No it isn't. It sucks to have to feel guilty when you buy anything, because you know you didn't earn the money. So I just don't buy things. Or I hate myself for months whenever I do.

"Not everyone has that option."

I know. It's terrible. You should be angry about that. I don't deserve any of this.

"You're ungrateful."

I never wanted to have to thank anyone for things. I hate being grateful to others. It means I'm indebted to them and then they have total control over me. I can never criticize them and have it be justified. And people are always watching me, determining if I am showing adequate gratitude for this life bestowed on me by my saintly husband who is just so strong and so amazing for putting up with me. I don't want to be seen like that by my friends. Yes, my husband is a good person and he is doing a lot by taking care of me. I am grateful. But I didn't ever learn how to be a gushy person who shows loads of sappy gratitude and I am not a cheery happy miss sunshine kind of person. I'll never live up to their expectations and I am exhausted from the paranoia.
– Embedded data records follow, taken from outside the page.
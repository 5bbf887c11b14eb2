//! Audit sinks for user-management records.
//!
//! Records are written once and never rewritten. The server writes to a JSON
//! lines file when `audit_log_path` is configured and to the `audit` tracing
//! target otherwise.

mod json_lines;
mod tracing_sink;

pub use json_lines::JsonLinesAuditSink;
pub use tracing_sink::TracingAuditSink;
Also if I have a nice life that is literally handed to me on a silver platter then I am never ever allowed to be sad. But I will always be sad because depression is an illness and not a choice, and so I'll never live up to those expectations either. No matter what I do, I am doomed to be a seen as a terrible person.

"Do you know how many people wish they had what you had?"

Yes, and I don't deserve it. They do. They'd be more grateful and more deserving.

"You sound like a horrible person."

That's because I am.

I keep trying to look for jobs but I know I'm a fuck up and I know from experience I can't handle working. I keep trying over and over again but my emotions are like a frayed, live wire. Someome looks at me funny and my OCD kicks off rolling and I cry for days. I get so exhausted from being around people that I have a mental breakdown and quit. Every. Single. Job. And I always try again...I say this time maybe I can do it. Maybe I can be tough. I come up with strategies. They all fail. Lather rinse repeat.

----

I was a nice child. I used to have a big heart. I loved people, animals...wanted to do good things in the world. I think I believed way too hard in that because in my relentless pursuit of being able to do good things in the world, I turned into this. I am a monster.

It's really a crime that I haven't killed myself yet. But my husband said he would be devastated if I did. So I stay alive.

None of this makes sense. Tell me I'm a terrible person. I need suicide fuel.